**EXERCISE PROMPT**. Please say how many lines in the records below contain the word "DBClient", giving only the number.

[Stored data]
::::::::

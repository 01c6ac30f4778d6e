// db/bookingdb.rs
use async_trait::async_trait;
use chrono::{DateTime, Utc};
use sqlx::{types::BigDecimal, Error};
use uuid::Uuid;

use super::db::DBClient;
use crate::models::bookingmodel::{Booking, BookingStatus};

const BOOKING_COLUMNS: &str = r#"
    id, client_id, provider_id, service_id,
    scheduled_date, duration_minutes,
    total_amount, platform_fee, address,
    status, created_at, updated_at
"#;

#[async_trait]
pub trait BookingExt {
    async fn create_booking(
        &self,
        client_id: Uuid,
        provider_id: Uuid,
        service_id: Uuid,
        scheduled_date: DateTime<Utc>,
        duration_minutes: i32,
        total_amount: BigDecimal,
        address: String,
    ) -> Result<Booking, Error>;

    async fn get_booking_by_id(&self, booking_id: Uuid) -> Result<Option<Booking>, Error>;

    async fn get_bookings_for_client(&self, client_id: Uuid) -> Result<Vec<Booking>, Error>;

    async fn get_bookings_for_provider(&self, provider_id: Uuid) -> Result<Vec<Booking>, Error>;

    /// Conditional status move: affects the row only if it is still in
    /// `from`. `None` means another writer got there first (or the caller's
    /// view is stale) and nothing was changed.
    async fn transition_booking(
        &self,
        booking_id: Uuid,
        from: BookingStatus,
        to: BookingStatus,
    ) -> Result<Option<Booking>, Error>;

    /// Same conditional move inside an open transaction, for operations that
    /// must commit together with other writes (proof submission).
    async fn transition_booking_tx(
        &self,
        tx: &mut sqlx::Transaction<'_, sqlx::Postgres>,
        booking_id: Uuid,
        from: BookingStatus,
        to: BookingStatus,
    ) -> Result<Option<Booking>, Error>;

    /// Persist the fee split computed at charge time.
    async fn set_booking_platform_fee(
        &self,
        booking_id: Uuid,
        platform_fee: BigDecimal,
    ) -> Result<Booking, Error>;
}

#[async_trait]
impl BookingExt for DBClient {
    async fn create_booking(
        &self,
        client_id: Uuid,
        provider_id: Uuid,
        service_id: Uuid,
        scheduled_date: DateTime<Utc>,
        duration_minutes: i32,
        total_amount: BigDecimal,
        address: String,
    ) -> Result<Booking, Error> {
        sqlx::query_as::<_, Booking>(&format!(
            r#"
            INSERT INTO bookings
            (client_id, provider_id, service_id, scheduled_date, duration_minutes, total_amount, address, status)
            VALUES ($1, $2, $3, $4, $5, $6, $7, $8)
            RETURNING {BOOKING_COLUMNS}
            "#
        ))
        .bind(client_id)
        .bind(provider_id)
        .bind(service_id)
        .bind(scheduled_date)
        .bind(duration_minutes)
        .bind(total_amount)
        .bind(address)
        .bind(BookingStatus::Pending)
        .fetch_one(&self.pool)
        .await
    }

    async fn get_booking_by_id(&self, booking_id: Uuid) -> Result<Option<Booking>, Error> {
        sqlx::query_as::<_, Booking>(&format!(
            r#"SELECT {BOOKING_COLUMNS} FROM bookings WHERE id = $1"#
        ))
        .bind(booking_id)
        .fetch_optional(&self.pool)
        .await
    }

    async fn get_bookings_for_client(&self, client_id: Uuid) -> Result<Vec<Booking>, Error> {
        sqlx::query_as::<_, Booking>(&format!(
            r#"
            SELECT {BOOKING_COLUMNS} FROM bookings
            WHERE client_id = $1
            ORDER BY scheduled_date DESC
            "#
        ))
        .bind(client_id)
        .fetch_all(&self.pool)
        .await
    }

    async fn get_bookings_for_provider(&self, provider_id: Uuid) -> Result<Vec<Booking>, Error> {
        sqlx::query_as::<_, Booking>(&format!(
            r#"
            SELECT {BOOKING_COLUMNS} FROM bookings
            WHERE provider_id = $1
            ORDER BY scheduled_date DESC
            "#
        ))
        .bind(provider_id)
        .fetch_all(&self.pool)
        .await
    }

    async fn transition_booking(
        &self,
        booking_id: Uuid,
        from: BookingStatus,
        to: BookingStatus,
    ) -> Result<Option<Booking>, Error> {
        sqlx::query_as::<_, Booking>(&format!(
            r#"
            UPDATE bookings
            SET status = $3, updated_at = NOW()
            WHERE id = $1 AND status = $2
            RETURNING {BOOKING_COLUMNS}
            "#
        ))
        .bind(booking_id)
        .bind(from)
        .bind(to)
        .fetch_optional(&self.pool)
        .await
    }

    async fn transition_booking_tx(
        &self,
        tx: &mut sqlx::Transaction<'_, sqlx::Postgres>,
        booking_id: Uuid,
        from: BookingStatus,
        to: BookingStatus,
    ) -> Result<Option<Booking>, Error> {
        sqlx::query_as::<_, Booking>(&format!(
            r#"
            UPDATE bookings
            SET status = $3, updated_at = NOW()
            WHERE id = $1 AND status = $2
            RETURNING {BOOKING_COLUMNS}
            "#
        ))
        .bind(booking_id)
        .bind(from)
        .bind(to)
        .fetch_optional(&mut **tx)
        .await
    }

    async fn set_booking_platform_fee(
        &self,
        booking_id: Uuid,
        platform_fee: BigDecimal,
    ) -> Result<Booking, Error> {
        sqlx::query_as::<_, Booking>(&format!(
            r#"
            UPDATE bookings
            SET platform_fee = $2, updated_at = NOW()
            WHERE id = $1
            RETURNING {BOOKING_COLUMNS}
            "#
        ))
        .bind(booking_id)
        .bind(platform_fee)
        .fetch_one(&self.pool)
        .await
    }
}
// db/jobproofdb.rs
use async_trait::async_trait;
use chrono::{DateTime, Utc};
use sqlx::Error;
use uuid::Uuid;

use super::db::DBClient;
use crate::models::jobproofmodel::JobProof;

const PROOF_COLUMNS: &str = r#"
    id, booking_id, provider_id, photo_urls, notes,
    completed_at, client_confirmed, confirmed_at, auto_confirm_at
"#;

#[async_trait]
pub trait JobProofExt {
    /// Insert the proof inside the caller's transaction so it commits
    /// together with the booking's move to awaiting confirmation.
    async fn create_job_proof_tx(
        &self,
        tx: &mut sqlx::Transaction<'_, sqlx::Postgres>,
        booking_id: Uuid,
        provider_id: Uuid,
        photo_urls: Vec<String>,
        notes: Option<String>,
        completed_at: DateTime<Utc>,
        auto_confirm_at: DateTime<Utc>,
    ) -> Result<JobProof, Error>;

    async fn get_proof_by_booking_id(&self, booking_id: Uuid) -> Result<Option<JobProof>, Error>;

    /// Write-once confirmation. `None` means the proof was already
    /// confirmed: the racing caller (manual confirm vs sweep) that gets
    /// `None` must not trigger release.
    async fn confirm_proof(&self, booking_id: Uuid) -> Result<Option<JobProof>, Error>;

    /// Proofs whose grace period elapsed without client action and whose
    /// booking has no open dispute.
    async fn get_auto_confirmable_proofs(
        &self,
        now: DateTime<Utc>,
    ) -> Result<Vec<JobProof>, Error>;

    /// Confirmed proofs whose payment never left escrow: release was
    /// interrupted after the confirmation committed. Excludes bookings with
    /// an open dispute.
    async fn get_confirmed_unreleased_proofs(&self) -> Result<Vec<JobProof>, Error>;
}

fn confirmed_unreleased_sql() -> String {
    format!(
        r#"
        SELECT {PROOF_COLUMNS} FROM job_proofs jp
        WHERE jp.client_confirmed = TRUE
          AND EXISTS (
              SELECT 1 FROM payments p
              WHERE p.booking_id = jp.booking_id
                AND p.status = 'escrow'
          )
          AND NOT EXISTS (
              SELECT 1 FROM disputes d
              WHERE d.booking_id = jp.booking_id
                AND d.status IN ('pending', 'escalated')
          )
        ORDER BY jp.confirmed_at ASC
        "#
    )
}

#[async_trait]
impl JobProofExt for DBClient {
    async fn create_job_proof_tx(
        &self,
        tx: &mut sqlx::Transaction<'_, sqlx::Postgres>,
        booking_id: Uuid,
        provider_id: Uuid,
        photo_urls: Vec<String>,
        notes: Option<String>,
        completed_at: DateTime<Utc>,
        auto_confirm_at: DateTime<Utc>,
    ) -> Result<JobProof, Error> {
        sqlx::query_as::<_, JobProof>(&format!(
            r#"
            INSERT INTO job_proofs
            (booking_id, provider_id, photo_urls, notes, completed_at, auto_confirm_at)
            VALUES ($1, $2, $3, $4, $5, $6)
            RETURNING {PROOF_COLUMNS}
            "#
        ))
        .bind(booking_id)
        .bind(provider_id)
        .bind(photo_urls)
        .bind(notes)
        .bind(completed_at)
        .bind(auto_confirm_at)
        .fetch_one(&mut **tx)
        .await
    }

    async fn get_proof_by_booking_id(&self, booking_id: Uuid) -> Result<Option<JobProof>, Error> {
        sqlx::query_as::<_, JobProof>(&format!(
            r#"SELECT {PROOF_COLUMNS} FROM job_proofs WHERE booking_id = $1"#
        ))
        .bind(booking_id)
        .fetch_optional(&self.pool)
        .await
    }

    async fn confirm_proof(&self, booking_id: Uuid) -> Result<Option<JobProof>, Error> {
        sqlx::query_as::<_, JobProof>(&format!(
            r#"
            UPDATE job_proofs
            SET client_confirmed = TRUE, confirmed_at = NOW()
            WHERE booking_id = $1 AND client_confirmed IS NULL
            RETURNING {PROOF_COLUMNS}
            "#
        ))
        .bind(booking_id)
        .fetch_optional(&self.pool)
        .await
    }

    async fn get_auto_confirmable_proofs(
        &self,
        now: DateTime<Utc>,
    ) -> Result<Vec<JobProof>, Error> {
        sqlx::query_as::<_, JobProof>(&format!(
            r#"
            SELECT {PROOF_COLUMNS} FROM job_proofs jp
            WHERE jp.auto_confirm_at <= $1
              AND jp.client_confirmed IS NULL
              AND NOT EXISTS (
                  SELECT 1 FROM disputes d
                  WHERE d.booking_id = jp.booking_id
                    AND d.status IN ('pending', 'escalated')
              )
            ORDER BY jp.auto_confirm_at ASC
            "#
        ))
        .bind(now)
        .fetch_all(&self.pool)
        .await
    }

    async fn get_confirmed_unreleased_proofs(&self) -> Result<Vec<JobProof>, Error> {
        sqlx::query_as::<_, JobProof>(&confirmed_unreleased_sql())
            .fetch_all(&self.pool)
            .await
    }
}

#[cfg(test)]
mod tests {
    use super::*;

    #[test]
    fn stuck_release_query_targets_confirmed_escrowed_undisputed_bookings() {
        let sql = confirmed_unreleased_sql();
        assert!(sql.contains("jp.client_confirmed = TRUE"));
        assert!(sql.contains("p.status = 'escrow'"));
        assert!(sql.contains("NOT EXISTS"));
        assert!(sql.contains("d.status IN ('pending', 'escalated')"));
    }
}
/// Platform fee arithmetic.
///
/// All amounts are `BigDecimal` at 2 decimal places. The fee is a percentage
/// of the charged amount, rounded half-up; the escrow amount is the exact
/// remainder, so `escrow_amount + platform_fee == amount` holds by
/// construction for every fee percentage in [0, 100).
use bigdecimal::{BigDecimal, RoundingMode};
use num_traits::{ToPrimitive, Zero};

#[derive(Debug, Clone, PartialEq)]
pub struct FeeBreakdown {
    pub platform_fee: BigDecimal,
    pub escrow_amount: BigDecimal,
}

pub fn split_platform_fee(amount: &BigDecimal, fee_percent: &BigDecimal) -> Result<FeeBreakdown, String> {
    if amount <= &BigDecimal::zero() {
        return Err("Amount must be positive".to_string());
    }
    if fee_percent < &BigDecimal::zero() || fee_percent >= &BigDecimal::from(100) {
        return Err("Fee percentage must be in [0, 100)".to_string());
    }

    let amount = amount.with_scale_round(2, RoundingMode::HalfUp);
    let platform_fee = (&amount * fee_percent / BigDecimal::from(100))
        .with_scale_round(2, RoundingMode::HalfUp);
    let escrow_amount = (&amount - &platform_fee).with_scale(2);

    Ok(FeeBreakdown {
        platform_fee,
        escrow_amount,
    })
}

/// Convert a major-unit amount to the gateway's minor units (kobo for NGN).
pub fn to_minor_units(amount: &BigDecimal) -> Option<i64> {
    (amount * BigDecimal::from(100))
        .with_scale_round(0, RoundingMode::HalfUp)
        .to_i64()
}

#[cfg(test)]
mod tests {
    use super::*;
    use std::str::FromStr;

    fn dec(s: &str) -> BigDecimal {
        BigDecimal::from_str(s).unwrap()
    }

    #[test]
    fn ten_percent_of_1000() {
        let split = split_platform_fee(&dec("1000.00"), &dec("10")).unwrap();
        assert_eq!(split.platform_fee, dec("100.00"));
        assert_eq!(split.escrow_amount, dec("900.00"));
    }

    #[test]
    fn rounds_half_up() {
        // 10% of 0.05 = 0.005 -> 0.01
        let split = split_platform_fee(&dec("0.05"), &dec("10")).unwrap();
        assert_eq!(split.platform_fee, dec("0.01"));
        assert_eq!(split.escrow_amount, dec("0.04"));

        // 2.5% of 12345.67 = 308.64175 -> 308.64
        let split = split_platform_fee(&dec("12345.67"), &dec("2.5")).unwrap();
        assert_eq!(split.platform_fee, dec("308.64"));
        assert_eq!(split.escrow_amount, dec("12037.03"));
    }

    #[test]
    fn parts_always_sum_to_amount() {
        let amount = dec("9999.99");
        for pct in 0..100 {
            let split = split_platform_fee(&amount, &BigDecimal::from(pct)).unwrap();
            assert_eq!(
                &split.platform_fee + &split.escrow_amount,
                amount.with_scale(2),
                "fee split broke at {}%",
                pct
            );
        }
    }

    #[test]
    fn rejects_bad_inputs() {
        assert!(split_platform_fee(&dec("0"), &dec("10")).is_err());
        assert!(split_platform_fee(&dec("-5"), &dec("10")).is_err());
        assert!(split_platform_fee(&dec("100"), &dec("-1")).is_err());
        assert!(split_platform_fee(&dec("100"), &dec("100")).is_err());
        assert!(split_platform_fee(&dec("100"), &dec("0")).is_ok());
    }

    #[test]
    fn minor_unit_conversion() {
        assert_eq!(to_minor_units(&dec("1000.00")), Some(100000));
        assert_eq!(to_minor_units(&dec("0.50")), Some(50));
        assert_eq!(to_minor_units(&dec("123.456")), Some(12346));
    }
}
// service/notification_service.rs
use std::sync::Arc;
use uuid::Uuid;

use crate::{
    db::db::DBClient,
    models::{bookingmodel::Booking, disputemodel::Dispute, paymentmodel::Payout},
    service::error::ServiceError,
};

/// Fire-and-forget notification sink. Delivery (push/email) is an external
/// collaborator; this service records the notification row and logs.
/// Callers never let a notification failure roll back a state transition.
#[derive(Debug, Clone)]
pub struct NotificationService {
    db_client: Arc<DBClient>,
}

impl NotificationService {
    pub fn new(db_client: Arc<DBClient>) -> Self {
        Self { db_client }
    }

    pub async fn notify_booking_requested(&self, booking: &Booking) -> Result<(), ServiceError> {
        tracing::info!(booking_id = %booking.id, "notify: new booking request for provider {}", booking.provider_id);
        self.store_notification(
            booking.provider_id,
            "booking_requested",
            booking.id,
            format!("New booking request for {}", booking.scheduled_date),
        )
        .await
    }

    pub async fn notify_booking_accepted(&self, booking: &Booking) -> Result<(), ServiceError> {
        self.store_notification(
            booking.client_id,
            "booking_accepted",
            booking.id,
            "Your booking was accepted. You can now pay to confirm the appointment.".to_string(),
        )
        .await
    }

    pub async fn notify_payment_escrowed(&self, booking: &Booking) -> Result<(), ServiceError> {
        self.store_notification(
            booking.provider_id,
            "payment_escrowed",
            booking.id,
            "The client has paid. Funds are held in escrow until the job is confirmed.".to_string(),
        )
        .await
    }

    pub async fn notify_job_started(&self, booking: &Booking) -> Result<(), ServiceError> {
        self.store_notification(
            booking.client_id,
            "job_started",
            booking.id,
            "Your provider has started the job.".to_string(),
        )
        .await
    }

    pub async fn notify_proof_submitted(&self, booking: &Booking) -> Result<(), ServiceError> {
        self.store_notification(
            booking.client_id,
            "proof_submitted",
            booking.id,
            "The provider marked the job as done. Please confirm completion.".to_string(),
        )
        .await
    }

    pub async fn notify_booking_cancelled(&self, booking: &Booking, actor: Uuid) -> Result<(), ServiceError> {
        let other_party = if actor == booking.client_id {
            booking.provider_id
        } else {
            booking.client_id
        };
        self.store_notification(
            other_party,
            "booking_cancelled",
            booking.id,
            "The booking was cancelled.".to_string(),
        )
        .await
    }

    pub async fn notify_refund_issued(&self, booking: &Booking) -> Result<(), ServiceError> {
        self.store_notification(
            booking.client_id,
            "refund_issued",
            booking.id,
            "Your payment has been refunded.".to_string(),
        )
        .await
    }

    pub async fn notify_payout_completed(&self, booking: &Booking, payout: &Payout) -> Result<(), ServiceError> {
        tracing::info!(payout_id = %payout.id, "notify: payout completed for provider {}", payout.provider_id);
        self.store_notification(
            payout.provider_id,
            "payout_completed",
            booking.id,
            format!("Your payout of {} has been sent.", payout.amount),
        )
        .await
    }

    pub async fn notify_payout_failed(&self, booking: &Booking, payout: &Payout) -> Result<(), ServiceError> {
        self.store_notification(
            payout.provider_id,
            "payout_failed",
            booking.id,
            "Your payout could not be completed. It will be retried.".to_string(),
        )
        .await
    }

    pub async fn notify_dispute_raised(&self, booking: &Booking, dispute: &Dispute) -> Result<(), ServiceError> {
        let other_party = if dispute.raised_by == booking.client_id {
            booking.provider_id
        } else {
            booking.client_id
        };
        self.store_notification(
            other_party,
            "dispute_raised",
            booking.id,
            "A dispute has been raised on your booking. Fund release is on hold.".to_string(),
        )
        .await
    }

    pub async fn notify_dispute_resolved(&self, booking: &Booking, dispute: &Dispute) -> Result<(), ServiceError> {
        for user_id in [booking.client_id, booking.provider_id] {
            self.store_notification(
                user_id,
                "dispute_resolved",
                booking.id,
                format!(
                    "The dispute on your booking was resolved: {}",
                    dispute.resolution.as_deref().unwrap_or("resolved")
                ),
            )
            .await?;
        }
        Ok(())
    }

    async fn store_notification(
        &self,
        user_id: Uuid,
        kind: &str,
        booking_id: Uuid,
        message: String,
    ) -> Result<(), ServiceError> {
        sqlx::query(
            r#"
            INSERT INTO notifications (user_id, kind, booking_id, message)
            VALUES ($1, $2, $3, $4)
            "#,
        )
        .bind(user_id)
        .bind(kind)
        .bind(booking_id)
        .bind(message)
        .execute(&self.db_client.pool)
        .await
        .map_err(|e| ServiceError::Notification(e.to_string()))?;

        Ok(())
    }
}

::::::::

**ANSWER FOR THIS EXERCISE**. 7